(Stored data entries)

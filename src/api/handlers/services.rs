//! Public service listing and lookup.

use axum::{Json, extract::State};
use utoipa_axum::router::OpenApiRouter;
use utoipa_axum::routes;
use uuid::Uuid;

use crate::api::doc::SERVICE_TAG;
use crate::api::dto::{ErrorResponse, ListQuery, ServiceListResponse, ServiceResponse};
use crate::api::handlers::parse_path_id;
use crate::cache::CacheManager;
use crate::error::{AppError, AppResult};
use crate::services::UseCaseError;
use crate::state::AppState;
use crate::utils::{AppPath, Language, PageRequest};

/// Lifetime of a cached listing page.
pub const LISTING_CACHE_TTL_SECONDS: u64 = 300;

pub fn service_routes() -> OpenApiRouter<AppState> {
    OpenApiRouter::new()
        .routes(routes!(list_services))
        .routes(routes!(get_service))
}

/// Every input that shapes a listing page is part of its key.
pub(crate) fn listing_cache_key(
    language: Language,
    sub_sub_category_id: Option<Uuid>,
    page: PageRequest,
) -> String {
    let filter = sub_sub_category_id.map_or_else(|| "all".to_string(), |id| id.to_string());
    format!(
        "services:{}:{}:{}:{}",
        language, filter, page.page, page.per_page
    )
}

/// Cache failures degrade to a miss.
pub(crate) async fn cached_listing(cache: &CacheManager, key: &str) -> Option<ServiceListResponse> {
    match cache.get_json::<ServiceListResponse>(key).await {
        Ok(hit) => hit,
        Err(e) => {
            tracing::warn!(error = %e, key = %key, "Listing cache read failed");
            None
        }
    }
}

pub(crate) async fn store_listing(cache: &CacheManager, key: &str, listing: &ServiceListResponse) {
    if let Err(e) = cache
        .set_json(key, listing, Some(LISTING_CACHE_TTL_SECONDS))
        .await
    {
        tracing::warn!(error = %e, key = %key, "Listing cache write failed");
    }
}

/// GET /services - Page through every service, newest first
#[utoipa::path(
    get,
    path = "/services",
    tag = SERVICE_TAG,
    params(
        ListQuery,
        ("accept-language" = Option<String>, Header, description = "`en` for English titles, anything else for Portuguese")
    ),
    responses(
        (status = 200, description = "One page of services", body = ServiceListResponse),
        (status = 400, description = "The listing could not be produced", body = ErrorResponse)
    )
)]
async fn list_services(
    State(state): State<AppState>,
    language: Language,
    query: ListQuery,
) -> AppResult<Json<ServiceListResponse>> {
    let page = query.page_request();
    let key = listing_cache_key(language, None, page);
    if let Some(hit) = cached_listing(&state.cache, &key).await {
        return Ok(Json(hit));
    }

    let services = state
        .services
        .catalog
        .fetch_services(None, page)
        .await
        .map_err(|e| match e {
            UseCaseError::Infrastructure(inner) => inner,
            _ => AppError::BadRequest {
                message: "Bad Request".to_string(),
            },
        })?;

    let response = ServiceListResponse::present(services, language);
    store_listing(&state.cache, &key, &response).await;
    Ok(Json(response))
}

/// GET /services/{id} - Get a single service
#[utoipa::path(
    get,
    path = "/services/{id}",
    tag = SERVICE_TAG,
    params(
        ("id" = String, Path, description = "Service ID (UUID)")
    ),
    responses(
        (status = 200, description = "Service found", body = ServiceResponse),
        (status = 400, description = "Path could not be decoded", body = ErrorResponse),
        (status = 404, description = "Service not found", body = ErrorResponse)
    )
)]
async fn get_service(
    State(state): State<AppState>,
    language: Language,
    AppPath(id): AppPath<String>,
) -> AppResult<Json<ServiceResponse>> {
    let service_id = parse_path_id("service", &id)?;
    let service = state.services.catalog.get_service(service_id).await?;
    Ok(Json(ServiceResponse::present(&service, language)))
}

#[cfg(test)]
mod tests {
    use super::*;
    use crate::api::handlers::test_support::{body_json, get, send};
    use crate::api::routes::create_router;
    use crate::state::tests::test_state;
    use axum::http::{Request, StatusCode, header};
    use axum::body::Body;

    #[test]
    fn test_cache_key_covers_every_input() {
        let page = PageRequest { page: 2, per_page: 10 };
        let id = Uuid::new_v4();
        let keys = [
            listing_cache_key(Language::Pt, None, page),
            listing_cache_key(Language::En, None, page),
            listing_cache_key(Language::Pt, Some(id), page),
            listing_cache_key(Language::Pt, None, PageRequest { page: 3, per_page: 10 }),
            listing_cache_key(Language::Pt, None, PageRequest { page: 2, per_page: 20 }),
        ];
        for (i, a) in keys.iter().enumerate() {
            for b in keys.iter().skip(i + 1) {
                assert_ne!(a, b);
            }
        }
        assert_eq!(keys[0], "services:pt:all:2:10");
    }

    #[tokio::test]
    async fn test_list_services_returns_data_and_meta() {
        let (state, store) = test_state();
        let chain = store.add_chain();
        for n in 0..25 {
            store.add_service(&format!("Serviço {n}"), &format!("Service {n}"), chain.sub_sub_category);
        }
        let app = create_router(state);

        let response = send(&app, get("/services?page=3&per_page=10")).await;
        assert_eq!(response.status(), StatusCode::OK);
        let json = body_json(response).await;
        assert_eq!(json["data"].as_array().unwrap().len(), 5);
        assert_eq!(json["data"][0]["title"], "Serviço 4");
        assert_eq!(
            json["meta"],
            serde_json::json!({
                "total": 25,
                "last_page": 3,
                "current_page": 3,
                "per_page": 10,
                "prev": 2,
                "next": null
            })
        );
    }

    #[tokio::test]
    async fn test_list_services_localizes_titles() {
        let (state, store) = test_state();
        let chain = store.add_chain();
        store.add_service("Pintura", "Painting", chain.sub_sub_category);
        let app = create_router(state);

        let request = Request::builder()
            .uri("/services")
            .header(header::ACCEPT_LANGUAGE, "en")
            .body(Body::empty())
            .unwrap();
        let json = body_json(send(&app, request).await).await;
        assert_eq!(json["data"][0]["title"], "Painting");

        let request = Request::builder()
            .uri("/services")
            .header(header::ACCEPT_LANGUAGE, "en-US")
            .body(Body::empty())
            .unwrap();
        let json = body_json(send(&app, request).await).await;
        assert_eq!(json["data"][0]["title"], "Pintura");
    }

    #[tokio::test]
    async fn test_lenient_paging_parameters() {
        let (state, store) = test_state();
        let chain = store.add_chain();
        store.add_service("Pintura", "Painting", chain.sub_sub_category);
        let app = create_router(state);

        let json = body_json(send(&app, get("/services?page=abc&per_page=xyz")).await).await;
        assert_eq!(json["meta"]["current_page"], 1);
        assert_eq!(json["meta"]["per_page"], 10);

        let json = body_json(send(&app, get("/services?per_page=1000")).await).await;
        assert_eq!(json["meta"]["per_page"], 100);
    }

    #[tokio::test]
    async fn test_repeated_paging_parameter_uses_default() {
        let (state, store) = test_state();
        let chain = store.add_chain();
        store.add_service("Pintura", "Painting", chain.sub_sub_category);
        let app = create_router(state);

        let response = send(&app, get("/services?page=1&page=2&per_page=5")).await;
        assert_eq!(response.status(), StatusCode::OK);
        let json = body_json(response).await;
        assert_eq!(json["meta"]["current_page"], 1);
        assert_eq!(json["meta"]["per_page"], 5);
    }

    #[tokio::test]
    async fn test_undecodable_path_is_json_bad_request() {
        let (state, _store) = test_state();
        let app = create_router(state);

        let response = send(&app, get("/services/%FF")).await;
        assert_eq!(response.status(), StatusCode::BAD_REQUEST);
        assert_eq!(
            response.headers()[header::CONTENT_TYPE],
            "application/json"
        );
        let json = body_json(response).await;
        assert_eq!(json["code"], "BAD_REQUEST");
    }

    #[tokio::test]
    async fn test_listing_is_served_from_cache() {
        let (state, store) = test_state();
        let chain = store.add_chain();
        store.add_service("Pintura", "Painting", chain.sub_sub_category);
        let app = create_router(state);

        let first = body_json(send(&app, get("/services")).await).await;
        store.add_service("Elétrica", "Electrical", chain.sub_sub_category);
        let second = body_json(send(&app, get("/services")).await).await;
        assert_eq!(first, second);

        let other_page = body_json(send(&app, get("/services?per_page=5")).await).await;
        assert_eq!(other_page["meta"]["total"], 2);
    }

    #[tokio::test]
    async fn test_get_service() {
        let (state, store) = test_state();
        let chain = store.add_chain();
        let service = store.add_service("Pintura", "Painting", chain.sub_sub_category);
        let app = create_router(state);

        let response = send(&app, get(&format!("/services/{}", service.id))).await;
        assert_eq!(response.status(), StatusCode::OK);
        let json = body_json(response).await;
        assert_eq!(json["id"], service.id.to_string());
        assert_eq!(json["sub_sub_category_id"], chain.sub_sub_category.to_string());

        let missing = send(&app, get(&format!("/services/{}", Uuid::new_v4()))).await;
        assert_eq!(missing.status(), StatusCode::NOT_FOUND);

        let malformed = send(&app, get("/services/not-a-uuid")).await;
        assert_eq!(malformed.status(), StatusCode::NOT_FOUND);
    }
}
//! Response language negotiation.

use std::convert::Infallible;
use std::fmt;

use axum::extract::FromRequestParts;
use axum::http::header::ACCEPT_LANGUAGE;
use axum::http::request::Parts;
use serde::{Deserialize, Serialize};
use utoipa::ToSchema;

/// Language used to localize titles and messages.
#[derive(Debug, Clone, Copy, PartialEq, Eq, Hash, Default, Serialize, Deserialize, ToSchema)]
#[serde(rename_all = "lowercase")]
pub enum Language {
    #[default]
    Pt,
    En,
}

impl Language {
    /// Only the exact header value `en` selects English; everything else,
    /// including `en-US` and a missing header, falls back to Portuguese.
    pub fn from_accept_language(header: Option<&str>) -> Self {
        match header {
            Some("en") => Language::En,
            _ => Language::Pt,
        }
    }

    pub fn as_str(&self) -> &'static str {
        match self {
            Language::Pt => "pt",
            Language::En => "en",
        }
    }
}

impl fmt::Display for Language {
    fn fmt(&self, f: &mut fmt::Formatter<'_>) -> fmt::Result {
        f.write_str(self.as_str())
    }
}

impl<S> FromRequestParts<S> for Language
where
    S: Send + Sync,
{
    type Rejection = Infallible;

    async fn from_request_parts(parts: &mut Parts, _state: &S) -> Result<Self, Self::Rejection> {
        let header = parts
            .headers
            .get(ACCEPT_LANGUAGE)
            .and_then(|value| value.to_str().ok());
        Ok(Language::from_accept_language(header))
    }
}
//! Applies command-line overrides on top of the loaded configuration.
//!
//! Precedence, highest first: command flags, global flags, environment
//! variables, configuration files.

use super::parser::{Cli, Commands};
use crate::config::error::ConfigError;
use crate::config::{ConfigLoader, settings::Settings};

pub struct ConfigurationMerger {
    base_config: Settings,
}

impl ConfigurationMerger {
    pub fn new(base_config: Settings) -> Self {
        Self { base_config }
    }

    /// Loads the base configuration selected by `--config` and `--env`.
    ///
    /// Validation is deferred to [`ConfigurationMerger::merge_cli_args`] so a
    /// missing value can still be supplied on the command line.
    pub fn from_cli(cli: &Cli) -> Result<Self, ConfigError> {
        Self::from_loader(ConfigLoader::new()?, cli)
    }

    fn from_loader(mut loader: ConfigLoader, cli: &Cli) -> Result<Self, ConfigError> {
        if let Some(path) = &cli.config {
            loader = loader.with_config_file(path);
        }
        if let Some(env) = cli.env {
            loader = loader.with_environment(env.into());
        }

        Ok(Self::new(loader.load_unvalidated()?))
    }

    /// Returns the overridden settings, validated.
    pub fn merge_cli_args(&self, cli: &Cli) -> Result<Settings, ConfigError> {
        let mut config = self.base_config.clone();

        if cli.verbose {
            config.logger.level = "debug".to_string();
        } else if cli.quiet {
            config.logger.level = "error".to_string();
        }

        if let Some(Commands::Serve {
            host,
            port,
            log_level,
            ..
        }) = &cli.command
        {
            if let Some(host) = host {
                config.server.host = host.clone();
            }
            if let Some(port) = port {
                config.server.port = *port;
            }
            if let Some(level) = log_level {
                config.logger.level = level.as_str().to_string();
            }
        }

        config.validate()?;
        Ok(config)
    }

    pub fn config(&self) -> &Settings {
        &self.base_config
    }
}

#[cfg(test)]
mod tests {
    use super::*;
    use crate::config::Environment;
    use clap::Parser;

    fn valid_base_config() -> Settings {
        let mut config = Settings::default();
        config.database.url = "postgres://localhost/marketplace".to_string();
        config.jwt.secret = "k".repeat(32);
        config
    }

    fn merge(args: &[&str]) -> Result<Settings, ConfigError> {
        let cli = Cli::try_parse_from(args).unwrap();
        ConfigurationMerger::new(valid_base_config()).merge_cli_args(&cli)
    }

    #[test]
    fn test_global_flags_set_log_level() {
        assert_eq!(merge(&["marketplace-rs", "--verbose"]).unwrap().logger.level, "debug");
        assert_eq!(merge(&["marketplace-rs", "--quiet"]).unwrap().logger.level, "error");
        assert_eq!(merge(&["marketplace-rs"]).unwrap().logger.level, "info");
    }

    #[test]
    fn test_serve_flags_override_server() {
        let merged = merge(&["marketplace-rs", "serve", "--host", "0.0.0.0", "--port", "8080"])
            .unwrap();
        assert_eq!(merged.server.host, "0.0.0.0");
        assert_eq!(merged.server.port, 8080);
    }

    #[test]
    fn test_command_log_level_wins_over_global_flag() {
        let merged =
            merge(&["marketplace-rs", "--verbose", "serve", "--log-level", "warn"]).unwrap();
        assert_eq!(merged.logger.level, "warn");
    }

    #[test]
    fn test_merged_result_is_validated() {
        let cli = Cli::try_parse_from(["marketplace-rs"]).unwrap();
        let result = ConfigurationMerger::new(Settings::default()).merge_cli_args(&cli);
        assert!(matches!(
            result,
            Err(ConfigError::ValidationError { ref field, .. }) if field == "database.url"
        ));
    }

    #[test]
    fn test_config_file_and_env_flags_reach_the_loader() {
        let dir = tempfile::TempDir::new().unwrap();
        let file = dir.path().join("marketplace.toml");
        std::fs::write(
            &file,
            "[database]\nurl = \"postgres://db/marketplace\"\n\n[jwt]\nsecret = \"0123456789abcdef0123456789abcdef\"\n",
        )
        .unwrap();
        let path = file.to_str().unwrap();

        let cli = Cli::try_parse_from([
            "marketplace-rs",
            "--config",
            path,
            "--env",
            "staging",
            "serve",
            "--host",
            "0.0.0.0",
        ])
        .unwrap();
        let merger = ConfigurationMerger::from_loader(ConfigLoader::default(), &cli).unwrap();
        let merged = merger.merge_cli_args(&cli).unwrap();

        assert_eq!(merger.config().application.environment, Environment::Staging);
        assert_eq!(merged.server.host, "0.0.0.0");
    }
}
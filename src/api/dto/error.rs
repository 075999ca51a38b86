//! Error response DTOs.

use serde::Serialize;
use serde_json::{Value, json};
use utoipa::ToSchema;

use crate::error::ValidationFieldError;

/// Standard error response format.
#[derive(Debug, Clone, Serialize, ToSchema)]
#[schema(example = json!({
    "code": "NOT_FOUND",
    "message": "task with id=0b8e1c1e-4f39-4c4e-9f55-2f1b8c3f6a10 was not found",
    "request_id": "6f1b8c3f-9f55-4c4e-4f39-0b8e1c1e2a10"
}))]
pub struct ErrorResponse {
    #[schema(example = "NOT_FOUND")]
    pub code: String,
    pub message: String,
    #[serde(skip_serializing_if = "Option::is_none")]
    #[schema(value_type = Option<Object>)]
    pub details: Option<Value>,
    #[serde(skip_serializing_if = "Option::is_none")]
    pub request_id: Option<String>,
}

impl ErrorResponse {
    pub fn new(code: &str, message: &str) -> Self {
        Self {
            code: code.to_string(),
            message: message.to_string(),
            details: None,
            request_id: None,
        }
    }

    pub fn with_details(mut self, details: Value) -> Self {
        self.details = Some(details);
        self
    }

    /// Adds request ID to the error response for correlation.
    pub fn with_request_id(mut self, request_id: &str) -> Self {
        self.request_id = Some(request_id.to_string());
        self
    }

    pub fn not_found_error(entity: &str, field: &str, value: &str) -> Self {
        Self::new(
            "NOT_FOUND",
            &format!("{} with {}={} was not found", entity, field, value),
        )
        .with_details(json!({ "entity": entity, "field": field, "value": value }))
    }

    pub fn duplicate_error(entity: &str, field: &str, value: &str) -> Self {
        Self::new(
            "DUPLICATE_ENTRY",
            &format!("{} with {}='{}' already exists", entity, field, value),
        )
        .with_details(json!({ "entity": entity, "field": field, "value": value }))
    }

    pub fn validation_error(field: &str, reason: &str) -> Self {
        Self::new("VALIDATION_ERROR", &format!("Invalid {}: {}", field, reason))
            .with_details(json!({ "field": field, "reason": reason }))
    }

    /// One `{field, message}` entry per failed rule under `details.errors`.
    pub fn validation_errors(errors: &[ValidationFieldError]) -> Self {
        Self::new("VALIDATION_ERROR", "Request validation failed")
            .with_details(json!({ "errors": errors }))
    }
}
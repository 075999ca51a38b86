//! Dispatches the parsed command.

use super::handlers::{MigrateCommandHandler, ServeCommandHandler};
use super::parser::{Cli, Commands};
use crate::config::settings::Settings;
use crate::error::{AppError, AppResult};

/// What the caller should do once a command has run.
#[derive(Debug, Clone, Copy, PartialEq, Eq)]
pub enum CommandOutcome {
    /// Start the HTTP server with the merged settings
    StartServer,
    /// The command did its work; exit
    Completed,
}

/// Runs every command except the server itself, which the caller owns.
pub async fn execute_command(cli: &Cli, settings: Settings) -> AppResult<CommandOutcome> {
    cli.validate().map_err(|reason| AppError::Validation {
        field: "cli_arguments".to_string(),
        reason,
    })?;

    match &cli.command {
        Some(Commands::Serve { dry_run: true, .. }) => {
            ServeCommandHandler::new(settings).dry_run()?;
            Ok(CommandOutcome::Completed)
        }
        Some(Commands::Serve { .. }) | None => Ok(CommandOutcome::StartServer),
        Some(Commands::Migrate { dry_run, rollback }) => {
            if let Some(steps) = rollback
                && *steps > 50
            {
                tracing::warn!(steps, "Rolling back a large number of migrations");
            }
            MigrateCommandHandler::new(settings)
                .execute(*dry_run, *rollback)
                .await?;
            Ok(CommandOutcome::Completed)
        }
    }
}
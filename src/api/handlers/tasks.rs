//! Task routing. Mounted behind the auth middleware.

use axum::{extract::State, http::StatusCode};
use utoipa_axum::router::OpenApiRouter;
use utoipa_axum::routes;

use crate::api::doc::TASK_TAG;
use crate::api::dto::{ErrorResponse, UpdateTaskSubSubCategoryRequest};
use crate::api::middleware::AuthUser;
use crate::error::AppResult;
use crate::services::UpdateTaskSubSubCategory;
use crate::state::AppState;
use crate::utils::{AppPath, Language};
use crate::utils::validate::ValidatedJson;

pub fn task_routes() -> OpenApiRouter<AppState> {
    OpenApiRouter::new().routes(routes!(update_task_sub_sub_category))
}

/// POST /tasks/{task_id}/sub-sub-category - Route a task to a sub-sub-category
///
/// Only the task's owner may do this. The response has no body.
#[utoipa::path(
    post,
    path = "/tasks/{task_id}/sub-sub-category",
    tag = TASK_TAG,
    params(
        ("task_id" = String, Path, description = "Task ID (UUID)"),
        ("accept-language" = Option<String>, Header, description = "`en` for English messages")
    ),
    request_body = UpdateTaskSubSubCategoryRequest,
    responses(
        (status = 200, description = "Task updated"),
        (status = 400, description = "Invalid body, or the caller does not own the task", body = ErrorResponse),
        (status = 401, description = "Missing or invalid token", body = ErrorResponse),
        (status = 404, description = "Task or sub-sub-category not found", body = ErrorResponse)
    ),
    security(
        ("bearerAuth" = [])
    )
)]
async fn update_task_sub_sub_category(
    State(state): State<AppState>,
    user: AuthUser,
    language: Language,
    AppPath(task_id): AppPath<String>,
    ValidatedJson(request): ValidatedJson<UpdateTaskSubSubCategoryRequest>,
) -> AppResult<StatusCode> {
    let sub_sub_category_id = request.into_id()?;
    state
        .services
        .tasks
        .update_sub_sub_category(UpdateTaskSubSubCategory {
            task_id,
            user_id: user.user_id,
            sub_sub_category_id,
            language,
        })
        .await?;

    Ok(StatusCode::OK)
}

#[cfg(test)]
mod tests {
    use crate::api::handlers::test_support::{bearer, body_bytes, body_json, json, send};
    use crate::api::routes::create_router;
    use crate::state::tests::test_state;
    use axum::http::{Method, StatusCode, header};
    use uuid::Uuid;

    fn body_for(target: impl std::fmt::Display) -> String {
        format!(r#"{{"sub_sub_category_id":"{target}"}}"#)
    }

    #[tokio::test]
    async fn test_owner_updates_task() {
        let (state, store) = test_state();
        let chain = store.add_chain();
        let owner = Uuid::new_v4();
        let task = store.add_task(owner);
        let app = create_router(state);

        let response = send(
            &app,
            json(
                Method::POST,
                &format!("/tasks/{}/sub-sub-category", task.id),
                Some(&bearer(owner)),
                &body_for(chain.sub_sub_category),
            ),
        )
        .await;

        assert_eq!(response.status(), StatusCode::OK);
        assert!(body_bytes(response).await.is_empty());
        assert_eq!(
            store.task(task.id).unwrap().sub_sub_category_id,
            Some(chain.sub_sub_category)
        );
    }

    #[tokio::test]
    async fn test_non_string_body_is_field_error() {
        let (state, store) = test_state();
        let owner = Uuid::new_v4();
        let task = store.add_task(owner);
        let app = create_router(state);

        for body in [r#"{}"#, r#"{"sub_sub_category_id":7}"#] {
            let response = send(
                &app,
                json(
                    Method::POST,
                    &format!("/tasks/{}/sub-sub-category", task.id),
                    Some(&bearer(owner)),
                    body,
                ),
            )
            .await;
            assert_eq!(response.status(), StatusCode::BAD_REQUEST);
            let json = body_json(response).await;
            assert_eq!(json["details"]["errors"][0]["field"], "sub_sub_category_id");
            assert_eq!(
                json["details"]["errors"][0]["message"],
                "task.service_id.invalid_type_error"
            );
        }
    }

    #[tokio::test]
    async fn test_missing_task_is_not_found() {
        let (state, store) = test_state();
        let chain = store.add_chain();
        let app = create_router(state);
        let auth = bearer(Uuid::new_v4());

        for task_id in [Uuid::new_v4().to_string(), "abc".to_string()] {
            let response = send(
                &app,
                json(
                    Method::POST,
                    &format!("/tasks/{task_id}/sub-sub-category"),
                    Some(&auth),
                    &body_for(chain.sub_sub_category),
                ),
            )
            .await;
            assert_eq!(response.status(), StatusCode::NOT_FOUND, "{task_id}");
        }
    }

    #[tokio::test]
    async fn test_foreign_task_is_bad_request_with_localized_message() {
        let (state, store) = test_state();
        let chain = store.add_chain();
        let task = store.add_task(Uuid::new_v4());
        let app = create_router(state);

        let mut request = json(
            Method::POST,
            &format!("/tasks/{}/sub-sub-category", task.id),
            Some(&bearer(Uuid::new_v4())),
            &body_for(chain.sub_sub_category),
        );
        request
            .headers_mut()
            .insert(header::ACCEPT_LANGUAGE, "en".parse().unwrap());

        let response = send(&app, request).await;
        assert_eq!(response.status(), StatusCode::BAD_REQUEST);
        assert_eq!(
            body_json(response).await["message"],
            "You are not allowed to change this task."
        );
        assert_eq!(store.task(task.id).unwrap().sub_sub_category_id, None);
    }

    #[tokio::test]
    async fn test_unknown_target_is_not_found() {
        let (state, store) = test_state();
        let owner = Uuid::new_v4();
        let task = store.add_task(owner);
        let app = create_router(state);

        let response = send(
            &app,
            json(
                Method::POST,
                &format!("/tasks/{}/sub-sub-category", task.id),
                Some(&bearer(owner)),
                &body_for(Uuid::new_v4()),
            ),
        )
        .await;
        assert_eq!(response.status(), StatusCode::NOT_FOUND);
    }

    #[tokio::test]
    async fn test_requires_bearer_token() {
        let (state, store) = test_state();
        let task = store.add_task(Uuid::new_v4());
        let app = create_router(state);

        let response = send(
            &app,
            json(
                Method::POST,
                &format!("/tasks/{}/sub-sub-category", task.id),
                None,
                &body_for(Uuid::new_v4()),
            ),
        )
        .await;
        assert_eq!(response.status(), StatusCode::UNAUTHORIZED);
    }
}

WHAT THIS TASK INVOLVES =>
Transcribe the lines from the first line of the records through the line that contains "use crate::api::doc::SERVICE_TAG;", both included, and add nothing else.

FINISHED TASK =>
filename src/api/handlers/services.rs
//! Public service listing and lookup.

use axum::{Json, extract::State};
use utoipa_axum::router::OpenApiRouter;
use utoipa_axum::routes;
use uuid::Uuid;

use crate::api::doc::SERVICE_TAG;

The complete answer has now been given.